Lathe Machine Operations – Plain Turning or Straight Turning

Plain Turning or Straight Turning. The work is turned straight when it is made to rotate about the lathe axis, and the tool is fed parallel to the lathe axis. The straight turning produces a cylindrical surface by removing excess metal from the work piece. After facing the ends and drilling the centre, the job is carefully mounted between the centres using a lathe dog attached to the work piece. A properly ground right hand turning tool is used for this purpose. Tool is clamped on the tool post with the minimum overhang and is set with its cutting edge approximately at the lathe axis or slightly above it. For light cuts the tool may be inclined towards the headstock, but for heavy cuts the tool must be inclined towards the tailstock. The automatic feed is engaged to move the carriage to the desired length, then the feed is disengaged and the carriage is brought back to the starting position. The process is repeated until the job is finally finished.

There are two kinds of cuts that can be given onto a work piece: Rough Turning & Finish Turning

rough turning operation

Rough Turning.    The rough turning is the process of removal of excess material from the work piece in a minimum time by applying high rate of feed and heavy depth of cut. The roughing cut should be so made that the machine, the tool, and the work piece can bear the load. The depth of cut for roughing operations in average machine shop work is from 2 to 5mm and the rate of feed is from 0.3 to 1.5 mm per revolution of the work. Rough turning operations are carried out by rough turning tool.

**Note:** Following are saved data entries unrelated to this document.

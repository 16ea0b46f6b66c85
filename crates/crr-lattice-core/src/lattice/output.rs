use serde::{Deserialize, Serialize};
use std::time::Instant;

use super::params::{ArbitragePolicy, DerivedConstants, ExerciseStyle, ModelParameters};
use super::pricer::{ExerciseDecision, LatticePricer, LatticeValuation, OptionKind};
use crate::error::LatticeError;
use crate::math::exp_decimal;
use crate::types::*;
use crate::LatticeResult;

// ---------------------------------------------------------------------------
// Public types
// ---------------------------------------------------------------------------

#[derive(Debug, Clone, Serialize, Deserialize)]
pub struct LatticeInput {
    #[serde(flatten)]
    pub parameters: ModelParameters,
    #[serde(default)]
    pub arbitrage_policy: ArbitragePolicy,
}

/// One lattice node with both payoffs.
#[derive(Debug, Clone, PartialEq, Serialize, Deserialize)]
pub struct NodeRecord {
    pub step: usize,
    pub up_count: usize,
    pub spot: Money,
    pub put_value: Money,
    pub put_decision: ExerciseDecision,
    pub call_value: Money,
    pub call_decision: ExerciseDecision,
}

#[derive(Debug, Clone, Serialize, Deserialize)]
pub struct LatticeOutput {
    pub put_value: Money,
    pub call_value: Money,
    pub constants: DerivedConstants,
    pub put_early_exercise_nodes: usize,
    pub call_early_exercise_nodes: usize,
    /// (C − P) − (S0·e^(−qT) − K·e^(−rT)); European only
    pub put_call_parity_gap: Option<Money>,
    pub put_exercise_boundary: Vec<Option<Money>>,
    pub call_exercise_boundary: Vec<Option<Money>>,
    pub nodes: Vec<NodeRecord>,
}

// ---------------------------------------------------------------------------
// Helpers
// ---------------------------------------------------------------------------

/// Flatten the three lattices into records, step then up-count order.
pub fn node_records(valuation: &LatticeValuation) -> Vec<NodeRecord> {
    let put_values = valuation.put_values();
    let call_values = valuation.call_values();
    let put_flags = valuation.put_exercise_flags();
    let call_flags = valuation.call_exercise_flags();

    valuation
        .lattice()
        .iter()
        .map(|((step, up_count), spot)| NodeRecord {
            step,
            up_count,
            spot: *spot,
            put_value: put_values[(step, up_count)],
            put_decision: put_flags[(step, up_count)],
            call_value: call_values[(step, up_count)],
            call_decision: call_flags[(step, up_count)],
        })
        .collect()
}

/// Deviation of the root values from European put-call parity.
pub fn put_call_parity_gap(
    params: &ModelParameters,
    valuation: &LatticeValuation,
) -> LatticeResult<Money> {
    let forward_spot = discounted(params.spot, params.dividend_yield, params.time_to_maturity)
        .ok_or_else(|| LatticeError::overflow("S·e^(−qT)"))?;
    let pv_strike = discounted(params.strike, params.interest_rate, params.time_to_maturity)
        .ok_or_else(|| LatticeError::overflow("K·e^(−rT)"))?;
    let call = valuation.payoff(OptionKind::Call).root_value();
    let put = valuation.payoff(OptionKind::Put).root_value();
    forward_spot
        .checked_sub(pv_strike)
        .and_then(|carry| (call - put).checked_sub(carry))
        .ok_or_else(|| LatticeError::overflow("put-call parity gap"))
}

/// Parity gap for European runs; None for American, where early exercise
/// breaks the parity identity.
pub fn european_parity_gap(
    params: &ModelParameters,
    valuation: &LatticeValuation,
) -> LatticeResult<Option<Money>> {
    match params.style {
        ExerciseStyle::European => put_call_parity_gap(params, valuation).map(Some),
        ExerciseStyle::American => Ok(None),
    }
}

/// amount·e^(−rate·t); None on overflow, including inside exp.
fn discounted(amount: Money, rate: Rate, t: Years) -> Option<Money> {
    let factor = exp_decimal(-rate.checked_mul(t)?).ok()?;
    amount.checked_mul(factor)
}

// ---------------------------------------------------------------------------
// Public API: price_lattice
// ---------------------------------------------------------------------------

pub fn price_lattice(input: &LatticeInput) -> LatticeResult<ComputationOutput<LatticeOutput>> {
    let start = Instant::now();
    let params = &input.parameters;

    let pricer = LatticePricer::with_policy(params.clone(), input.arbitrage_policy)?;
    let valuation = pricer.run()?;

    let parity_gap = european_parity_gap(params, &valuation)?;

    let put = valuation.payoff(OptionKind::Put);
    let call = valuation.payoff(OptionKind::Call);
    let lattice_nodes = valuation.lattice().node_count();

    let output = LatticeOutput {
        put_value: put.root_value(),
        call_value: call.root_value(),
        constants: pricer.constants().clone(),
        put_early_exercise_nodes: put.early_exercise_count(),
        call_early_exercise_nodes: call.early_exercise_count(),
        put_call_parity_gap: parity_gap,
        put_exercise_boundary: valuation.exercise_boundary(OptionKind::Put),
        call_exercise_boundary: valuation.exercise_boundary(OptionKind::Call),
        nodes: node_records(&valuation),
    };

    let methodology = match params.style {
        ExerciseStyle::European => "CRR Binomial Lattice (European)",
        ExerciseStyle::American => "CRR Binomial Lattice with early exercise",
    };

    let warnings = pricer.warnings().iter().map(|w| w.to_string()).collect();
    let assumptions = serde_json::json!({
        "model": "Cox-Ross-Rubinstein",
        "steps": params.steps,
        "time_to_maturity": params.time_to_maturity.to_string(),
        "risk_free_rate": params.interest_rate.to_string(),
        "volatility": params.volatility.to_string(),
        "dividend_yield": params.dividend_yield.to_string(),
        "exercise_style": params.style,
        "arbitrage_policy": input.arbitrage_policy,
    });

    let elapsed = start.elapsed().as_micros() as u64;
    Ok(with_metadata(
        methodology,
        &assumptions,
        warnings,
        elapsed,
        lattice_nodes,
        output,
    ))
}

#[cfg(test)]
mod tests {
    use super::*;
    use rust_decimal::Decimal;
    use rust_decimal_macros::dec;

    fn input(style: ExerciseStyle) -> LatticeInput {
        LatticeInput {
            parameters: ModelParameters {
                steps: 4,
                time_to_maturity: dec!(2),
                strike: dec!(90),
                spot: dec!(100),
                volatility: dec!(0.2),
                interest_rate: dec!(0.05),
                dividend_yield: dec!(0),
                style,
            },
            arbitrage_policy: ArbitragePolicy::Warn,
        }
    }

    #[test]
    fn test_price_lattice_envelope() {
        let out = price_lattice(&input(ExerciseStyle::European)).unwrap();
        assert_eq!(out.metadata.lattice_nodes, 15);
        assert_eq!(out.result.nodes.len(), 15);
        assert!(out.warnings.is_empty());
        assert_eq!(out.methodology, "CRR Binomial Lattice (European)");
        // Four-step reference: put 3.7945, call 22.3591
        assert!((out.result.put_value - dec!(3.7944800079714165)).abs() < dec!(0.00000001));
        assert!((out.result.call_value - dec!(22.359112384735063)).abs() < dec!(0.00000001));
        let gap = out.result.put_call_parity_gap.unwrap();
        assert!(gap.abs() < dec!(0.000000000001));
        assert_eq!(out.result.put_exercise_boundary.len(), 5);
    }

    #[test]
    fn test_parity_gap_overflow_is_an_error() {
        let base = input(ExerciseStyle::European);
        let valuation = LatticePricer::new(base.parameters.clone())
            .unwrap()
            .run()
            .unwrap();
        // e^(−qT) = e^2000 leaves the Decimal range
        let mut params = base.parameters;
        params.dividend_yield = dec!(-1000);
        let err = put_call_parity_gap(&params, &valuation).unwrap_err();
        assert!(matches!(err, LatticeError::NumericalOverflow { .. }));
    }

    #[test]
    fn test_discounted_reports_overflow_as_none() {
        assert_eq!(discounted(dec!(100), dec!(0), dec!(5)), Some(dec!(100)));
        assert!(discounted(dec!(100), dec!(-1000), dec!(2)).is_none());
        assert!(discounted(dec!(100), dec!(10000000000000000000), dec!(10000000000000000000)).is_none());
    }

    #[test]
    fn test_european_parity_gap_follows_style() {
        for style in [ExerciseStyle::European, ExerciseStyle::American] {
            let params = input(style).parameters;
            let valuation = LatticePricer::new(params.clone()).unwrap().run().unwrap();
            let gap = european_parity_gap(&params, &valuation).unwrap();
            match style {
                ExerciseStyle::European => assert!(gap.unwrap().abs() < dec!(0.000000000001)),
                ExerciseStyle::American => assert!(gap.is_none()),
            }
        }
    }

    #[test]
    fn test_american_has_no_parity_gap() {
        let out = price_lattice(&input(ExerciseStyle::American)).unwrap();
        assert!(out.result.put_call_parity_gap.is_none());
        assert_eq!(out.methodology, "CRR Binomial Lattice with early exercise");
    }

    #[test]
    fn test_node_records_order_and_root() {
        let out = price_lattice(&input(ExerciseStyle::European)).unwrap();
        let first = &out.result.nodes[0];
        assert_eq!((first.step, first.up_count), (0, 0));
        assert_eq!(first.spot, dec!(100));
        assert_eq!(first.put_value, out.result.put_value);
        let last = out.result.nodes.last().unwrap();
        assert_eq!((last.step, last.up_count), (4, 4));
        assert_eq!(last.put_value, Decimal::ZERO);
        assert_eq!(last.call_decision, ExerciseDecision::Exercise);
    }

    #[test]
    fn test_arbitrage_warning_reaches_envelope() {
        let mut i = input(ExerciseStyle::European);
        i.parameters.volatility = dec!(0.01);
        i.parameters.interest_rate = dec!(0.5);
        let out = price_lattice(&i).unwrap();
        assert_eq!(out.warnings.len(), 1);
        assert!(out.warnings[0].contains("risk-neutral probability"));

        i.arbitrage_policy = ArbitragePolicy::Reject;
        let err = price_lattice(&i).unwrap_err();
        assert!(matches!(err, LatticeError::Arbitrage { .. }));
    }

    #[test]
    fn test_input_deserializes_with_defaults() {
        let json = serde_json::json!({
            "steps": 4,
            "time_to_maturity": "2",
            "strike": "90",
            "spot": "100",
            "volatility": "0.2",
            "interest_rate": "0.05",
            "style": "european"
        });
        let parsed: LatticeInput = serde_json::from_value(json).unwrap();
        assert_eq!(parsed.parameters.dividend_yield, Decimal::ZERO);
        assert_eq!(parsed.arbitrage_policy, ArbitragePolicy::Warn);
        assert_eq!(parsed.parameters, input(ExerciseStyle::European).parameters);
    }

    #[test]
    fn test_output_serializes_decisions_lowercase() {
        let out = price_lattice(&input(ExerciseStyle::American)).unwrap();
        let value = serde_json::to_value(&out).unwrap();
        let decision = &value["result"]["nodes"][0]["put_decision"];
        assert!(decision == "hold" || decision == "exercise");
    }
}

Read more about   Machine Tool Basics - Lathe Cutting Tools

Finish Turning. The finish turning operation requires high cutting speed, small feed, and a very small depth of cut to generate a smooth surface. A finish turning tool having sharp cutting edge is held securely on the tool post for this purpose. In finish turning operation, the depth of cut ranges from 0.5 to 1 mm and feed from 0.1 to 0.3 mm per revolution of the work piece. The cross feed dial is used to set an accurate depth of cut. After measuring the diameter of rough turned surface, the depth of cut to be given is determined by subtracting the finished diameter from the measured value. The tool is then made to advance by half of the above value by rotating the cross slide hand-wheel through required number of divisions on the dial. The machine is started and a trial cut is made from the end of the work to 5 or 6 mm by applying hand feed and the finished diameter is checked by a micrometer. Once the correct diameter is made, the rest is finished by the automatic feed.